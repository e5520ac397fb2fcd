//! Operation Ledger - caller-supplied ids make side effects idempotent
//!
//! A repeated id never re-runs its operation: a completed one replays the
//! recorded result, an in-flight one is rejected. Failures release the id so
//! the caller can retry under the same id, and so does an operation whose
//! future is dropped before it finishes.

use chrono::{DateTime, Utc};
use crew_foundation::{Error, JsonCollection, JsonStore, Result};
use parking_lot::Mutex;
use serde::{de::DeserializeOwned, Deserialize, Serialize};
use serde_json::Value;
use std::future::Future;
use tracing::{debug, info, warn};

pub const OPERATIONS_FILE: &str = "operations.json";

#[derive(Debug, Clone, Copy, PartialEq, Eq, Serialize, Deserialize)]
#[serde(rename_all = "snake_case")]
pub enum OperationState {
    InFlight,
    Completed,
}

#[derive(Debug, Clone, Serialize, Deserialize)]
#[serde(rename_all = "camelCase")]
pub struct OperationRecord {
    pub id: String,
    pub kind: String,
    pub state: OperationState,
    #[serde(default)]
    pub result: Option<Value>,
    pub started_at: DateTime<Utc>,
    #[serde(default)]
    pub completed_at: Option<DateTime<Utc>>,
}

/// Outcome of claiming an operation id
#[derive(Debug, Clone, PartialEq)]
pub enum Claim {
    /// First time this id is seen; the caller runs the operation
    Fresh,
    /// Already completed; here is what it returned
    Replay(Value),
}

pub struct OperationLedger {
    records: JsonCollection<OperationRecord>,
    claim_lock: Mutex<()>,
}

impl OperationLedger {
    /// Load the ledger; in-flight records from a previous process are dropped
    pub fn open(store: JsonStore) -> Result<Self> {
        let records: JsonCollection<OperationRecord> =
            JsonCollection::open(store, OPERATIONS_FILE, "Operation")?;
        for stale in records
            .values()
            .into_iter()
            .filter(|r| r.state == OperationState::InFlight)
        {
            debug!(id = %stale.id, "Dropping interrupted operation");
            records.remove(&stale.id)?;
        }
        Ok(Self {
            records,
            claim_lock: Mutex::new(()),
        })
    }

    pub fn get(&self, id: &str) -> Option<OperationRecord> {
        self.records.get(id)
    }

    /// Claim `id` for an operation of `kind`
    ///
    /// Reusing an id for a different kind of operation is an error.
    pub fn claim(&self, id: &str, kind: &str) -> Result<Claim> {
        let _guard = self.claim_lock.lock();

        if let Some(record) = self.records.get(id) {
            if record.kind != kind {
                return Err(Error::InvalidInput(format!(
                    "Operation id {} was already used for {}",
                    id, record.kind
                )));
            }
            return match record.state {
                OperationState::InFlight => Err(Error::DuplicateOperation(format!(
                    "Operation {} ({}) is already in progress",
                    id, kind
                ))),
                OperationState::Completed => {
                    Ok(Claim::Replay(record.result.unwrap_or(Value::Null)))
                }
            };
        }

        self.records.insert(
            id,
            OperationRecord {
                id: id.to_string(),
                kind: kind.to_string(),
                state: OperationState::InFlight,
                result: None,
                started_at: Utc::now(),
                completed_at: None,
            },
        )?;
        Ok(Claim::Fresh)
    }

    pub fn complete(&self, id: &str, result: Value) -> Result<()> {
        self.records.update(id, |r| {
            r.state = OperationState::Completed;
            r.result = Some(result);
            r.completed_at = Some(Utc::now());
            Ok(())
        })
    }

    pub fn release(&self, id: &str) -> Result<()> {
        self.records.remove(id).map(|_| ())
    }

    /// Run `op` at most once per `id`
    ///
    /// Without an id the operation simply runs.
    pub async fn run<T, F, Fut>(&self, id: Option<&str>, kind: &str, op: F) -> Result<T>
    where
        T: Serialize + DeserializeOwned,
        F: FnOnce() -> Fut,
        Fut: Future<Output = Result<T>>,
    {
        let Some(id) = id else {
            return op().await;
        };

        match self.claim(id, kind)? {
            Claim::Replay(value) => Self::replay(id, kind, value),
            Claim::Fresh => {
                let claim = ClaimGuard::new(self, id);
                let result = op().await;
                claim.finish(result)
            }
        }
    }

    /// Blocking form of [`run`](Self::run) for operations that never await
    pub fn run_sync<T, F>(&self, id: Option<&str>, kind: &str, op: F) -> Result<T>
    where
        T: Serialize + DeserializeOwned,
        F: FnOnce() -> Result<T>,
    {
        let Some(id) = id else {
            return op();
        };

        match self.claim(id, kind)? {
            Claim::Replay(value) => Self::replay(id, kind, value),
            Claim::Fresh => {
                let claim = ClaimGuard::new(self, id);
                claim.finish(op())
            }
        }
    }

    fn replay<T: DeserializeOwned>(id: &str, kind: &str, value: Value) -> Result<T> {
        info!(id, kind, "Replaying completed operation");
        Ok(serde_json::from_value(value)?)
    }

    fn record<T: Serialize>(&self, id: &str, result: Result<T>) -> Result<T> {
        match result {
            Ok(out) => {
                self.complete(id, serde_json::to_value(&out)?)?;
                Ok(out)
            }
            Err(e) => {
                self.release(id)?;
                Err(e)
            }
        }
    }
}

/// Holds a fresh claim; releases the id if dropped before `finish`
struct ClaimGuard<'a> {
    ledger: &'a OperationLedger,
    id: &'a str,
    armed: bool,
}

impl<'a> ClaimGuard<'a> {
    fn new(ledger: &'a OperationLedger, id: &'a str) -> Self {
        Self {
            ledger,
            id,
            armed: true,
        }
    }

    fn finish<T: Serialize>(mut self, result: Result<T>) -> Result<T> {
        self.armed = false;
        self.ledger.record(self.id, result)
    }
}

impl Drop for ClaimGuard<'_> {
    fn drop(&mut self) {
        if !self.armed {
            return;
        }
        warn!(id = self.id, "Operation abandoned before finishing, releasing id");
        if let Err(e) = self.ledger.release(self.id) {
            warn!(id = self.id, error = %e, "Failed to release operation id");
        }
    }
}

#[cfg(test)]
mod tests {
    use super::*;
    use std::sync::atomic::{AtomicU32, Ordering};

    fn ledger(dir: &std::path::Path) -> OperationLedger {
        OperationLedger::open(JsonStore::new(dir)).unwrap()
    }

    #[tokio::test]
    async fn test_completed_operation_replays() {
        let dir = tempfile::tempdir().unwrap();
        let ledger = ledger(dir.path());
        let calls = AtomicU32::new(0);

        for _ in 0..3 {
            let out: u32 = ledger
                .run(Some("op-1"), "project.create", || async {
                    Ok(calls.fetch_add(1, Ordering::SeqCst) + 40)
                })
                .await
                .unwrap();
            assert_eq!(out, 40);
        }
        assert_eq!(calls.load(Ordering::SeqCst), 1);
    }

    #[tokio::test]
    async fn test_failure_releases_id() {
        let dir = tempfile::tempdir().unwrap();
        let ledger = ledger(dir.path());

        let first: Result<u32> = ledger
            .run(Some("op-1"), "task.run", || async {
                Err(Error::Internal("boom".into()))
            })
            .await;
        assert!(first.is_err());
        assert!(ledger.get("op-1").is_none());

        let second: u32 = ledger
            .run(Some("op-1"), "task.run", || async { Ok(7) })
            .await
            .unwrap();
        assert_eq!(second, 7);
    }

    #[tokio::test]
    async fn test_dropped_operation_releases_id() {
        let dir = tempfile::tempdir().unwrap();
        let ledger = ledger(dir.path());

        let abandoned = tokio::time::timeout(
            std::time::Duration::from_millis(10),
            ledger.run(Some("op-1"), "task.run", || {
                std::future::pending::<Result<u32>>()
            }),
        )
        .await;
        assert!(abandoned.is_err());
        assert!(ledger.get("op-1").is_none());

        let second: u32 = ledger
            .run(Some("op-1"), "task.run", || async { Ok(2) })
            .await
            .unwrap();
        assert_eq!(second, 2);
    }

    #[test]
    fn test_in_flight_is_duplicate() {
        let dir = tempfile::tempdir().unwrap();
        let ledger = ledger(dir.path());
        assert_eq!(ledger.claim("op-1", "sprint.start").unwrap(), Claim::Fresh);
        let err = ledger.claim("op-1", "sprint.start").unwrap_err();
        assert!(matches!(err, Error::DuplicateOperation(_)));
    }

    #[test]
    fn test_kind_mismatch_rejected() {
        let dir = tempfile::tempdir().unwrap();
        let ledger = ledger(dir.path());
        ledger.claim("op-1", "task.skip").unwrap();
        ledger.complete("op-1", Value::Null).unwrap();
        assert!(matches!(
            ledger.claim("op-1", "task.retry").unwrap_err(),
            Error::InvalidInput(_)
        ));
    }

    #[test]
    fn test_reopen_drops_in_flight_keeps_completed() {
        let dir = tempfile::tempdir().unwrap();
        {
            let ledger = ledger(dir.path());
            ledger.claim("done", "k").unwrap();
            ledger.complete("done", serde_json::json!({"ok": true})).unwrap();
            ledger.claim("stuck", "k").unwrap();
        }
        let ledger = ledger(dir.path());
        assert!(ledger.get("stuck").is_none());
        assert_eq!(
            ledger.claim("done", "k").unwrap(),
            Claim::Replay(serde_json::json!({"ok": true}))
        );
    }

    #[test]
    fn test_run_sync_replays() {
        let dir = tempfile::tempdir().unwrap();
        let ledger = ledger(dir.path());
        let calls = AtomicU32::new(0);
        for _ in 0..2 {
            let out: String = ledger
                .run_sync(Some("skip-1"), "task.skip", || {
                    calls.fetch_add(1, Ordering::SeqCst);
                    Ok("skipped".to_string())
                })
                .unwrap();
            assert_eq!(out, "skipped");
        }
        assert_eq!(calls.load(Ordering::SeqCst), 1);
    }

    #[tokio::test]
    async fn test_no_id_always_runs() {
        let dir = tempfile::tempdir().unwrap();
        let ledger = ledger(dir.path());
        let calls = AtomicU32::new(0);
        for _ in 0..2 {
            let _: u32 = ledger
                .run(None, "k", || async { Ok(calls.fetch_add(1, Ordering::SeqCst)) })
                .await
                .unwrap();
        }
        assert_eq!(calls.load(Ordering::SeqCst), 2);
    }
}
———
Take the lines above from the one containing "pub fn complete(&self, id: &str, result: Value)" to the one containing "r.completed_at = Some(Utc::now());" and retype them exactly, both ends included, with nothing added.

    pub fn complete(&self, id: &str, result: Value) -> Result<()> {
        self.records.update(id, |r| {
            r.state = OperationState::Completed;
            r.result = Some(result);
            r.completed_at = Some(Utc::now());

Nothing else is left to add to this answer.